Kur'an-ı Kerim'de Ahlak 12

Kur'an-ı Kerim'de Ahlak 12

Bazı cahil insanlar ahlaki meselelerin insanların kişisel yaşamı ile sınırlı bir durum olduğunu düşünüyor veya ahlaki meselelerin Ruhani ve manevi mukaddes meseleler olduğunu ve sadece baki dünyadaki yaşamı etkileyebileceğini zannediyor. Oysa bu düşünce çok büyük bir yanlıştır.

Çünkü ahlaki meseleler tamamen insanların sosyal yaşamı üzerinde de etkisi söz konusudur. Bu tesirler maddi ve manevi boyutları vardır ve ahlaksız beşeri bir toplum, ancak bireyleri kafese atılarak hayvanları çağrıştıran sözde insanların yıkıcı etkileri önlenebileceği bir hayvanat bahçesine dönüşür.

Böyle bir toplumda tüm güçler ve çabalar heba olur, yetenekler ezilir, güvenlik ve özgürlük gibi kavramlar laubali insanların oyuncağı haline gelir ve beşeri yaşam gerçek anlamını yitirir. Eğer geçmişlerimizin tarihine dikkatlice bakacak olursa, tarih boyunca bir takım ahlaki sapkınlıklar yüzünden hezimete uğrayan ve hatta tamamen yol olan kavimlere rastlarız. Nice hükümdarlar ahlaki fesatları yüzünden başında bulundukları bir kavim veya bir milleti nice musibetlere sürükledi. Nice fasık komutanlar askerlerini tehlikeye attı ve kibirleri yüzünden hepsinin katledilmesine neden oldu.

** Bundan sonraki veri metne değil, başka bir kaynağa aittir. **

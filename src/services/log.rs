use std::fs::{self, OpenOptions};
use std::io::{BufRead, BufReader, Write};
use std::path::{Path, PathBuf};

use chrono::Utc;

use crate::error::Result;

#[derive(Debug, Clone, Copy)]
pub enum LogLevel {
    Info,
    Error,
}

/// Append-only trail of crawl activity, kept next to the archived
/// recipes. Survives the process, so skipped links stay discoverable
/// after a long crawl finishes.
pub struct CrawlLog {
    log_path: PathBuf,
}

impl CrawlLog {
    pub fn new(output_root: &Path) -> Self {
        Self {
            log_path: output_root.join("crawl.log"),
        }
    }

    pub fn log(
        &self,
        level: LogLevel,
        url: Option<&str>,
        event: &str,
        details: Option<&str>,
    ) -> Result<()> {
        let mut file = OpenOptions::new()
            .create(true)
            .append(true)
            .open(&self.log_path)?;

        let level_str = match level {
            LogLevel::Info => "🟢",
            LogLevel::Error => "🔴",
        };

        writeln!(
            file,
            "{} {} {} {} {}",
            Utc::now().format("%Y-%m-%d %H:%M:%S UTC"),
            level_str,
            event,
            url.unwrap_or("*"),
            details.unwrap_or("")
        )?;

        Ok(())
    }

    /// Entries of previous runs, most recent first.
    pub fn read_entries(&self, errors_only: bool) -> Result<Vec<String>> {
        if !self.log_path.exists() {
            return Ok(vec![]);
        }

        let file = fs::File::open(&self.log_path)?;
        let reader = BufReader::new(file);
        let mut matching_lines = Vec::new();

        for line in reader.lines() {
            let line = line?;
            if errors_only && !line.contains("🔴") {
                continue;
            }
            matching_lines.push(line);
        }

        matching_lines.reverse();
        Ok(matching_lines)
    }

    pub fn info(&self, url: Option<&str>, event: &str, details: Option<&str>) -> Result<()> {
        self.log(LogLevel::Info, url, event, details)
    }

    pub fn error(&self, url: Option<&str>, event: &str, details: Option<&str>) -> Result<()> {
        self.log(LogLevel::Error, url, event, details)
    }
}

Bireysel yaşam ahlak olmaksızın hiç bir güzelliği ve cazibesi olmayacağı, aile ocağı ahlak olmaksızın çeki düzene kavuşamayacağı gerçekleri bir yana, bundan daha da önemlisi beşerin sosyal yaşamıdır ki ahlaki meseleler göz ardı edildiği takdirde daha kötüsü düşünülemeyeceği acı kaderlere mahkum olacağı gerçeğidir.

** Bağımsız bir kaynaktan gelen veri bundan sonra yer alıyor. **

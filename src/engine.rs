use async_trait::async_trait;
use chrono::Utc;
use log::{info, warn};
use scraper::Html;

use crate::error::{LarderError, Result};
use crate::services::listing::{collect_links, resolve_max_page};
use crate::services::scrape::{detect_style, extract_recipe};
use crate::services::store::{recipe_filename, RecipeStore};
use crate::types::{CrawlFailure, CrawlReport, SiteConfig};

#[async_trait]
pub trait Fetcher: Send + Sync {
    fn name(&self) -> &'static str;
    async fn fetch(&self, url: &str) -> Result<String>;
}

/// Sequences the whole crawl: discover the page count, walk every
/// listing page for links, then harvest each link. One request in
/// flight at a time, every step awaited before the next begins.
pub struct Engine<'a, RS: RecipeStore> {
    pub store: &'a RS,
    pub fetcher: &'a dyn Fetcher,
    pub site: SiteConfig,
}

impl<'a, RS: RecipeStore> Engine<'a, RS> {
    pub fn new(store: &'a RS, fetcher: &'a dyn Fetcher, site: SiteConfig) -> Self {
        Self {
            store,
            fetcher,
            site,
        }
    }

    /// Run the three crawl phases. Failures while discovering or
    /// paginating abort the whole run; a partial page set is worse
    /// than none. Failures on individual recipes are recorded and
    /// skipped.
    pub async fn crawl(&self) -> Result<CrawlReport> {
        // Discover
        let html = self.fetcher.fetch(self.site.list_url()).await?;
        let (pages, mut links) = {
            let doc = Html::parse_document(&html);
            let pages = match resolve_max_page(&doc) {
                Ok(n) => n,
                // A listing short enough for one page renders no
                // pagination control at all.
                Err(LarderError::NoPagination) => 1,
                Err(e) => return Err(e),
            };
            (pages, collect_links(&doc))
        };
        info!(
            "listing spans {pages} page(s), {} link(s) on page 1",
            links.len()
        );

        // Paginate
        for page in 2..=pages {
            let url = self.site.page_url(page);
            info!("fetching listing page {page}");
            let html = self.fetcher.fetch(&url).await?;
            let doc = Html::parse_document(&html);
            links.extend(collect_links(&doc));
        }
        info!("collected {} recipe link(s)", links.len());

        // Harvest
        let mut saved = Vec::new();
        let mut failures = Vec::new();
        for link in &links {
            match self.harvest_one(link).await {
                Ok(filename) => saved.push(filename),
                Err(e) => {
                    warn!("skipping {link}: {e}");
                    failures.push(CrawlFailure {
                        url: link.clone(),
                        reason: e.to_string(),
                    });
                }
            }
        }

        Ok(CrawlReport {
            pages,
            discovered: links.len(),
            saved,
            failures,
        })
    }

    /// Fetch, extract and persist a single recipe. Returns the
    /// filename the recipe was stored under. Nothing is written unless
    /// every step before it succeeded.
    pub async fn harvest_one(&self, url: &str) -> Result<String> {
        let html = self.fetcher.fetch(url).await?;
        let doc = Html::parse_document(&html);
        let style =
            detect_style(&doc).ok_or_else(|| LarderError::UnknownLayout(url.to_string()))?;
        info!("extracting {url} ({} card)", style.name());

        let recipe = extract_recipe(&doc, style).into_recipe(url, Utc::now());
        let filename = recipe_filename(&self.site.origin(), url);
        self.store.save(&filename, &recipe)?;
        Ok(filename)
    }
}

Bazıları saadet ve mutluluk ve beşeri toplumların kemale ermesi doğru yasalara uymakla mümkün olduğunu ve bunun için insanların ahlak ilkelerine uyması gerekmediğini ileri sürüyor. Bu kesime şöyle cevap verebiliriz: sözünü ettiğiniz yasalara ahlak desteği olmaksızın uymak imkansızdır. İnsanların içinde yasalara uyma saikleri olmadan bu bağlamda sarf edilecek çaba boşa gider. Bir yasanın uygulanması için en kötü güvence, zora başvurmak ve baskı uygulamaktır. Baskı unsuru kaçınılmaz durumların dışında asla gündeme getirilmemelidir. Buna karşı iman ve ahlak, yasaların uygulanmasının en güçlü teminatıdır.

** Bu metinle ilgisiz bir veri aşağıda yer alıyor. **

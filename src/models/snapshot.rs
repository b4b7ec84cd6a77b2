// file: src/models/snapshot.rs
// description: immutable cache generation with ordered posts and slug index
// reference: internal data structures

use crate::models::Post;
use chrono::{DateTime, Utc};
use serde::Serialize;
use std::collections::HashMap;

/// Where a snapshot's posts came from.
#[derive(Debug, Clone, Copy, PartialEq, Eq, Serialize)]
pub enum SnapshotOrigin {
    Empty,
    DiskMirror,
    Remote,
}

/// One fully built cache generation. Never mutated after [`Snapshot::build`].
///
/// The slug index stores positions into `posts`, so the list and the index
/// cannot disagree. When two posts share a slug the one later in sort order
/// owns the index entry; both stay in the list.
#[derive(Debug, Clone)]
pub struct Snapshot {
    posts: Vec<Post>,
    by_slug: HashMap<String, usize>,
    origin: SnapshotOrigin,
    built_at: DateTime<Utc>,
}

impl Snapshot {
    pub fn empty() -> Self {
        Self {
            posts: Vec::new(),
            by_slug: HashMap::new(),
            origin: SnapshotOrigin::Empty,
            built_at: Utc::now(),
        }
    }

    pub fn build(mut posts: Vec<Post>, origin: SnapshotOrigin) -> Self {
        Post::sort_newest_first(&mut posts);

        let mut by_slug = HashMap::with_capacity(posts.len());
        for (index, post) in posts.iter().enumerate() {
            by_slug.insert(post.slug.clone(), index);
        }

        Self {
            posts,
            by_slug,
            origin,
            built_at: Utc::now(),
        }
    }

    pub fn posts(&self) -> &[Post] {
        &self.posts
    }

    pub fn get(&self, slug: &str) -> Option<&Post> {
        self.by_slug.get(slug).map(|&index| &self.posts[index])
    }

    pub fn len(&self) -> usize {
        self.posts.len()
    }

    pub fn is_empty(&self) -> bool {
        self.posts.is_empty()
    }

    pub fn origin(&self) -> SnapshotOrigin {
        self.origin
    }

    pub fn built_at(&self) -> DateTime<Utc> {
        self.built_at
    }

    /// Number of distinct slugs; smaller than [`Snapshot::len`] when slugs collide.
    pub fn indexed_len(&self) -> usize {
        self.by_slug.len()
    }

    /// True when every index entry points at a post carrying that slug.
    pub fn is_consistent(&self) -> bool {
        self.by_slug.iter().all(|(slug, &index)| {
            self.posts
                .get(index)
                .is_some_and(|post| &post.slug == slug)
        }) && self
            .posts
            .iter()
            .all(|post| self.by_slug.contains_key(&post.slug))
    }
}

Şimdi Kur'an'ı Kerim’den bazı örnekler sunarak konumuzu aydınlatmaya çalışmak istiyoruz. Yüce Allah Araf suresinin 96. Ayetinde şöyle buyuruyor: O (peygamberlerin gönderildiği) ülkelerin halkı inansalar ve (günahtan) sakınsalardı, elbette onların üstüne gökten ve yerden nice bereket kapıları açardık, fakat yalanladılar, biz de ettikleri yüzünden onları yakalayıverdik.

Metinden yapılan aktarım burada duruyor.